In 2008, Mitt Romney bested John McCain in both the Minnesota and Colorado caucuses by huge margins, and was part of a three-way split in Missouri. Just a week ago he lost all three. So what’s different in 2012?
The fundamental difference between the current race for the Republican nomination and the 2008 version is that Romney is viewed as the “least conservative” of the field – vs. 2008, when McCain held (or at least shared) that title.
The result? Romney has had a harder time attracting conservatives, and many of them have spent the better part of the last year trying on other candidates.
Given Santorum’s recent wins, and his new status atop some national GOP polls, it should be a validation of his strategy to stay focused on conservative issues. For Romney and Gingrich, it should remind them that they need to lay off of attacking each other and get back to the issues. Everyone knows that both of them (and a good many of their supporters) think that the other is suspect. Some think both of them are. Some even have suspicions about Santorum. But, baring divine intervention, one of them will be the Republican nominee, and as they say in NASCAR, “you’ve got to run with what you brought to the track”.
What we do know is that turnout is down in most states from ’08, (except in South Carolina), which points to two things: first, the campaigns as a whole are less organized than they were four years ago, (with a far greater reliance on debates and free media); and second, the party base is less excited about which one ends up becoming the nominee than they are about beating Obama in November.
Which brings us to conservatism. Simply put, this is what excites the base, not the candidates, which is as it should be. It is the reason they got involved in politics and in the Republican Party, and it has the happy coincidence being in sync with the largest segment of the electorate. In other words, it’s good for what ails us politically.
For the third straight year in a row, Gallup’s annual survey of American political ideology shows self-identified conservatives comprising the largest segment of the electorate, at 40%, with moderates coming in at 35% and liberals at 21%. In other words, we only need to win a third of the moderates and it’s over. Interestingly, it also shows that the number of political independents calling themselves conservatives has increased from 30 to 35% since Obama was elected.
From the ballooning national debt and failed stimulus programs, to a lousy economy with an 11% real unemployment rate, not to mention Obamacare and regulations that command religious groups to violate their faith, the political ground is well prepared.
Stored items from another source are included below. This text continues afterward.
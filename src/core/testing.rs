//! Stand-ins for process memory, runtime metadata and the hook primitive.

use std::sync::{Arc, Mutex};

use fnv::FnvHashMap;

use super::{
    interceptor::HookBackend,
    memory::CodeMemory,
    metadata::{ClassHandle, Metadata, MethodDef, TypeDef},
    signature::FunctionSignature,
    Error
};

/// Code bytes placed at arbitrary addresses.
#[derive(Default)]
pub struct FakeMemory {
    regions: Vec<(usize, Vec<u8>)>
}

impl FakeMemory {
    pub fn insert(&mut self, addr: usize, bytes: &[u8]) {
        self.regions.push((addr, bytes.to_vec()));
    }

    /// mov rax, imm64; jmp rax
    pub fn mov_rax_jmp(target: u64) -> Vec<u8> {
        let mut code = vec![0x48, 0xB8];
        code.extend_from_slice(&target.to_le_bytes());
        code.extend_from_slice(&[0xFF, 0xE0]);
        code
    }

    /// push imm32; ret
    pub fn push_ret(target: u32) -> Vec<u8> {
        let mut code = vec![0x68];
        code.extend_from_slice(&target.to_le_bytes());
        code.push(0xC3);
        code
    }

    /// jmp rel32, encoded at `from`
    pub fn jmp_rel32(from: usize, to: usize) -> Vec<u8> {
        let rel = (to as i64 - (from as i64 + 5)) as i32;
        let mut code = vec![0xE9];
        code.extend_from_slice(&rel.to_le_bytes());
        code
    }
}

impl CodeMemory for FakeMemory {
    fn read(&self, addr: usize, max_len: usize) -> Option<&[u8]> {
        self.regions.iter()
            .find(|(base, bytes)| addr >= *base && addr < *base + bytes.len())
            .map(|(base, bytes)| {
                let start = addr - base;
                let end = bytes.len().min(start + max_len);
                &bytes[start..end]
            })
    }
}

#[derive(Default)]
struct FakeClass {
    name: String,
    nested: Vec<ClassHandle>,
    methods: Vec<MethodDef>
}

/// Class tree with methods, addressed by sequential handles.
#[derive(Default)]
pub struct FakeMetadata {
    classes: Vec<FakeClass>
}

impl FakeMetadata {
    pub fn add_class(&mut self, name: &str) -> ClassHandle {
        self.classes.push(FakeClass { name: name.to_owned(), ..Default::default() });
        ClassHandle(self.classes.len())
    }

    pub fn add_nested(&mut self, parent: ClassHandle, name: &str) -> ClassHandle {
        let class = self.add_class(name);
        self.classes[parent.0 - 1].nested.push(class);
        class
    }

    pub fn add_method(&mut self, class: ClassHandle, name: &str, signature: FunctionSignature, method_pointer: usize) {
        self.add_method_ex(class, name, false, signature, method_pointer);
    }

    pub fn add_method_ex(&mut self, class: ClassHandle, name: &str, is_static: bool, signature: FunctionSignature, method_pointer: usize) {
        self.classes[class.0 - 1].methods.push(MethodDef {
            name: name.to_owned(),
            is_static,
            signature,
            method_pointer
        });
    }
}

impl Metadata for FakeMetadata {
    fn type_name(&self, class: ClassHandle) -> String {
        self.classes[class.0 - 1].name.clone()
    }

    fn nested_types(&self, class: ClassHandle) -> Vec<TypeDef> {
        self.classes[class.0 - 1].nested.iter()
            .map(|&nested| TypeDef {
                class: nested,
                name: self.type_name(nested)
            })
            .collect()
    }

    fn methods(&self, class: ClassHandle) -> Vec<MethodDef> {
        self.classes[class.0 - 1].methods.clone()
    }
}

#[derive(Default)]
struct FunctionTable {
    entries: FnvHashMap<usize, usize>,
    saved: FnvHashMap<usize, usize>,
    patches: usize,
    refuse_unhook: bool
}

/// Dispatch table standing in for patched code: "hooking" an address swaps the function the
/// address dispatches to, and the trampoline is the previous function.
#[derive(Default, Clone)]
pub struct FakeBackend {
    table: Arc<Mutex<FunctionTable>>
}

impl FakeBackend {
    pub fn define(&self, addr: usize, function: usize) {
        self.table.lock().unwrap().entries.insert(addr, function);
    }

    pub fn current(&self, addr: usize) -> Option<usize> {
        self.table.lock().unwrap().entries.get(&addr).copied()
    }

    pub fn patch_count(&self) -> usize {
        self.table.lock().unwrap().patches
    }

    /// Makes every following `unhook` fail and leave the table patched.
    pub fn refuse_unhook(&self, refuse: bool) {
        self.table.lock().unwrap().refuse_unhook = refuse;
    }

    /// Calls whatever `addr` currently dispatches to.
    pub fn call(&self, addr: usize, arg: i32) -> i32 {
        let function = self.current(addr).expect("defined address");
        let function: extern "C" fn(i32) -> i32 = unsafe { std::mem::transmute(function) };
        function(arg)
    }
}

impl HookBackend for FakeBackend {
    unsafe fn hook(&self, orig_addr: usize, hook_addr: usize) -> Result<usize, Error> {
        let mut table = self.table.lock().unwrap();
        let Some(original) = table.entries.get(&orig_addr).copied() else {
            return Err(Error::HookingError(format!("{:#x} is not executable", orig_addr)));
        };

        table.entries.insert(orig_addr, hook_addr);
        table.saved.insert(orig_addr, original);
        table.patches += 1;
        Ok(original)
    }

    unsafe fn unhook(&self, orig_addr: usize) -> Result<(), Error> {
        let mut table = self.table.lock().unwrap();
        if table.refuse_unhook {
            return Err(Error::HookingError(format!("{:#x} could not be restored", orig_addr)));
        }
        let Some(original) = table.saved.remove(&orig_addr) else {
            return Err(Error::HookingError(format!("{:#x} is not hooked", orig_addr)));
        };

        table.entries.insert(orig_addr, original);
        Ok(())
    }
}
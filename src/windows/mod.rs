pub mod main;
pub mod hook;
pub mod ffi;
pub mod utils;

pub mod log_impl;
pub mod game_impl;
pub mod symbols_impl;
pub mod interceptor_impl;
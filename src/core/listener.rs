use std::ffi::c_void;

use super::retrocam::Config;

/// Arguments of `TopdownCameraSystem.CameraUpdateJob.UpdateCamera`, all passed by reference.
#[derive(Clone, Copy)]
pub struct CameraUpdate {
    pub camera_target: *mut c_void,
    pub topdown_camera: *mut c_void,
    pub camera_state: *mut c_void,
    pub translation: *mut c_void,
    pub rotation: *mut c_void
}

/// Arguments of the `CursorPositionSystem` lambda job body.
#[derive(Clone, Copy)]
pub struct CursorPositionUpdate {
    pub collision_world: *mut c_void,
    pub height_level: *mut i32,
    pub fade_targets: *mut c_void,
    pub fade_data: *mut c_void,
    pub cursor_position: *mut c_void,
    pub entity_manager: *mut c_void
}

/// Application logic run by the camera hooks before the game's own code.
///
/// Callbacks come from the game's worker threads, possibly several at once. Pointers are only
/// valid for the duration of the call. Input callbacks are only made while `Config::enabled` is
/// set; the camera and cursor callbacks always run so the listener can put the game's own
/// values back after the plugin is switched off.
pub trait HookListener: Send + Sync {
    fn on_handle_input(&self, _config: &Config, _input_state: *mut c_void) {}

    fn on_update_camera(&self, _config: &Config, _args: &CameraUpdate) {}

    fn on_cursor_position(&self, _config: &Config, _args: &CursorPositionUpdate) {}

    fn on_gamepad_input(&self, _config: &Config, _input_state: *mut c_void) {}
}

/// Runs `f` with `listener`, if there is one. With `require_enabled`, nothing runs while
/// `config.enabled` is off. Returns whether `f` ran.
pub fn dispatch(
    config: &Config,
    listener: Option<&dyn HookListener>,
    require_enabled: bool,
    f: impl FnOnce(&dyn HookListener, &Config)
) -> bool {
    if require_enabled && !config.enabled {
        return false;
    }

    match listener {
        Some(listener) => {
            f(listener, config);
            true
        }
        None => false
    }
}
#![allow(non_snake_case)]

use crate::core::{
    detour::NativeDetour,
    listener::{self, HookListener},
    memory::ProcessMemory,
    registry::HookRegistry,
    retrocam::Config,
    RetroCam
};

use super::symbols::{self, Il2CppMetadata};

pub type Detour<'a> = NativeDetour<'a, Il2CppMetadata, ProcessMemory>;

macro_rules! get_assembly_image_or_return {
    ($metadata:ident, $var_name:ident, $assembly_name:literal) => (
        let $var_name = match $metadata.get_assembly_image($assembly_name) {
            Ok(v) => v,
            Err(e) => {
                error!("{}", e);
                return;
            }
        };
    )
}

macro_rules! get_class_or_return {
    ($metadata:ident, $image:ident, $namespace:literal, $class_name:ident) => (
        let $class_name = match $metadata.get_class($image, $namespace, c_str!($class_name)) {
            Ok(v) => v,
            Err(e) => {
                error!("{}", e);
                return;
            }
        };
    )
}

macro_rules! c_str {
    ($name:ident) => (
        match std::ffi::CStr::from_bytes_with_nul(concat!(stringify!($name), "\0").as_bytes()) {
            Ok(v) => v,
            Err(_) => unreachable!()
        }
    )
}

/// Runs `f` with the application's listener, see [`listener::dispatch`].
pub fn notify_listener(require_enabled: bool, f: impl FnOnce(&dyn HookListener, &Config)) {
    let retrocam = RetroCam::instance();
    let listener = retrocam.listener();
    listener::dispatch(&retrocam.config.load(), listener.as_deref(), require_enabled, f);
}

mod ProjectM;

pub fn init(registry: &mut HookRegistry) {
    info!("Initializing il2cpp hooks");

    let Some(api) = symbols::api() else {
        error!("il2cpp API is not loaded");
        return;
    };
    let metadata = Il2CppMetadata::new(api);
    let memory = ProcessMemory;
    let retrocam = RetroCam::instance();
    let detour = NativeDetour::new(&metadata, &memory, &retrocam.interceptor, retrocam.config.load().resolver);

    ProjectM::init(&metadata, &detour, registry);

    info!("Hooking finished");
}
If Republicans lose in November, it will NOT be because there weren’t enough Americans that believe in conservative principles to carry the day. It will be because our party – specifically our nominee – didn’t do what was necessary to frame the election as a choice of two very different sets of principles. That it didn’t make the election a referendum on Barack Obama and all that he represents. Period.
We can only hope that the folks who end up running the show aren’t the same ones that brought us Dole ’96 or McCain ’08, especially when we have so much more to work with now than in ’08 when Obama was a blank slate. If they refuse to take the fight to Obama, then here’s hoping that independent conservative groups (maybe a new Super PAC) will take up the slack and, in the words of Lee Atwater, “strip the bark off” of him and expose him for what he is.
Of course it’s one thing for an independent group to point out why we should send Obama to the unemployment line. It’s another thing for our candidate to define why he should get the job and how he would be different on the things that matter. Voters are looking for a choice, and the starker the better. As Reagan once suggested: bold colors, not pale pastels.
But telling the truth will take guts. Obama and his cheering section in the media will claim that we’re being “mean” and “divisive” – or worse, (witness their attack on Gingrich for calling him the “welfare President”, or the assertion that talk about being faithful to the Constitution carries racial overtones).
But we have to remember that what we are arguing over are fundamental constitutional principles. We believe in them. He doesn’t. And we have to say so.
If we’re lucky, this will be referred to as the “meanest”, most “divisive” election in history. If it isn’t, it will probably mean that we lost.